26 Juni 2025
7 Syarat ‘Laa ilaaha illallah’

Allah Jalla Jalaluhu dok.freepik

JAKARTA — Apabila muslim telah mengetahui makna Laa illaaha illallah dengan benar. Maka perlu diketahui terdapat tujuh syarat dari kesaksian kalimat tauhid tersebut.

Mengutip buku Akidah Akhlak, berikut tujuh syarat Laa ilaaha illallah:

  1. Mengetahui. Orang yang bersyahadat wajib memahami makna dan maksud kalimat syahadat, memahami apa yang ditiadakan dan apa yang ditetapkan. Lawan dari syarat ini adalah jahil, yaitu bodoh karena tidak memahami maknanya. Allah Subhanahu wa Ta’ala berfirman,

وَلَا يَمْلِكُ الَّذِيْنَ يَدْعُوْنَ مِنْ دُوْنِهِ الشَّفَاعَةَ اِلَّا مَنْ شَهِدَ بِالْحَقِّ وَهُمْ يَعْلَمُوْنَ

“Dan orang-orang yang menyeru kepada selain Allah tidak mendapat syafaat (pertolongan di akhirat); kecuali orang yang mengakui yang hak (tauhid) dan mereka meyakini.” (QS. Az-Zukhruf ayat 86)

Menurut ayat ini, orang yang akan mendapatkan syafaat adalah yang bersaksi dengan Laa ilaaha illallah dan hatinya memahami apa yang diikrarkan oleh lisannya. Jika ia mengucapkannya tetapi tidak mengerti maknanya, maka persaksian itu tidak sah dan tidak berguna.

  1. Yakin. Orang yang bersyahadat harus meyakini makna yang dikandung oleh kalimat tauhid. Lawan dari syarat ini adalah ragu. Allah Ta’ala berfirman,

اِنَّمَا الْمُؤْمِنُوْنَ الَّذِيْنَ اٰمَنُوْا بِاللّٰهِ وَرَسُوْلِهٖ ثُمَّ لَمْ يَرْتَابُوْا وَجَاهَدُوْا بِاَمْوَالِهِمْ وَاَنْفُسِهِمْ فِيْ سَبِيْلِ اللّٰهِ ۗ اُولٰۤىِٕكَ هُمُ الصّٰدِقُوْنَ

“Sesungguhnya orang-orang mukmin yang sebenarnya adalah mereka yang beriman kepada Allah dan Rasul-Nya kemudian mereka tidak ragu-ragu dan mereka berjihad dengan harta dan jiwanya di jalan Allah. Mereka itulah orang-orang yang benar.” (QS. Al-Hujurat ayat 15)

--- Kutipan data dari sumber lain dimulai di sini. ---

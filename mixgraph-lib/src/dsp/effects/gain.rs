//! Static gain stage.

use serde::{Deserialize, Serialize};

use super::{EffectContext, SubmixEffect};
use crate::dsp::buffer::multiply_in_place;
use crate::dsp::level::deserialize_linear_gain;

const DEFAULT_GAIN: f32 = 1.0;

/// Serialized configuration for gain parameters.
#[derive(Debug, Clone, Serialize, Deserialize)]
#[serde(default)]
pub struct GainSettings {
    #[serde(deserialize_with = "deserialize_linear_gain")]
    pub gain: f32,
}

impl GainSettings {
    pub fn new(gain: f32) -> Self {
        Self { gain }
    }
}

impl Default for GainSettings {
    fn default() -> Self {
        Self { gain: DEFAULT_GAIN }
    }
}

/// Configured gain effect.
#[derive(Debug, Clone, Default, Serialize, Deserialize)]
#[serde(default)]
pub struct GainEffect {
    pub enabled: bool,
    #[serde(flatten)]
    pub settings: GainSettings,
}

impl GainEffect {
    pub fn new(gain: f32) -> Self {
        Self {
            enabled: true,
            settings: GainSettings::new(gain),
        }
    }
}

impl SubmixEffect for GainEffect {
    fn name(&self) -> &str {
        "gain"
    }

    fn process(&mut self, samples: &mut [f32], _context: &EffectContext) {
        if !self.enabled {
            return;
        }
        multiply_in_place(samples, sanitize_gain(self.settings.gain));
    }

    fn reset_state(&mut self) {}
}

fn sanitize_gain(gain: f32) -> f32 {
    if gain.is_finite() {
        gain
    } else {
        DEFAULT_GAIN
    }
}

  1. Menerima. Orang yang bersyahadat wajib menerima bahwa hanya Allah Subhanahu wa Ta’ala yang berhak disembah. Dengan begitu, dia wajib menghilangkan semua sembahan selain-Nya. Lawan dari syarat ini adalah menolak. Allah Ta’ala berfirman,

اِنَّهُمْ كَانُوْٓا اِذَا قِيْلَ لَهُمْ لَآ اِلٰهَ اِلَّا اللّٰهُ يَسْتَكْبِرُوْنَ ۙ وَيَقُوْلُوْنَ اَىِٕنَّا لَتَارِكُوْٓا اٰلِهَتِنَا لِشَاعِرٍ مَّجْنُوْنٍ ۗ

“Sungguh, dahulu apabila dikatakan kepada mereka, “La ilaha illallah” (Tiada ilah yang berhak disembah melainkan Allah), mereka menyombongkan diri, dan mereka berkata, “Apakah kami harus meninggalkan sesembahan kami karena seorang penyair gila?””(QS. As-Saffat ayat 35-36)

  1. Patuh. Orang yang bersyahadat harus tunduk dan patuh terhadap kandungan kalimat syahadat. Lawan dari syarat ini adalah membangkang. Allah Subhanahu wa Ta’ala berfirman,

وَمَنْ يُّسْلِمْ وَجْهَهٗٓ اِلَى اللّٰهِ وَهُوَ مُحْسِنٌ فَقَدِ اسْتَمْسَكَ بِالْعُرْوَةِ الْوُثْقٰىۗ وَاِلَى اللّٰهِ عَاقِبَةُ الْاُمُوْرِ

“Dan barangsiapa berserah diri kepada Allah, sedang dia orang yang berbuat kebaikan, maka sesungguhnya dia telah berpegang kepada buhul (tali) yang kokoh. Hanya kepada Allah kesudahan segala urusan.” (QS. Luqman ayat 22)

Baca juga: Makna Kalimat Tauhid, Laa illaaha illallah

  1. Ikhlas. Orang yang bersyahadat wajib membersihkan amalnya dari noda syirik. Caranya dengan tidak berniat untuk mendapatkan kesenangan dunia ketika mengucapkannya. Lawan dari syarat ini adalah ria atau sumah. Dalam hadits Itban bin Malik, Rasulullah shallallahu alaihi wasallam bersabda,

فإنَّ اللهَ قد حرَّم على النَّارِ مَن قال: لا إلهَ إلَّا اللهُ، يبتغي بذلك وَجْهَ اللهِ

“Sesungguhnya Allah mengharamkan neraka menjadi tempat orang yang mengucapkan Laa ilaaha illallah karena mengharapkan wajah Allah” (HR. Bukhari dan Muslim)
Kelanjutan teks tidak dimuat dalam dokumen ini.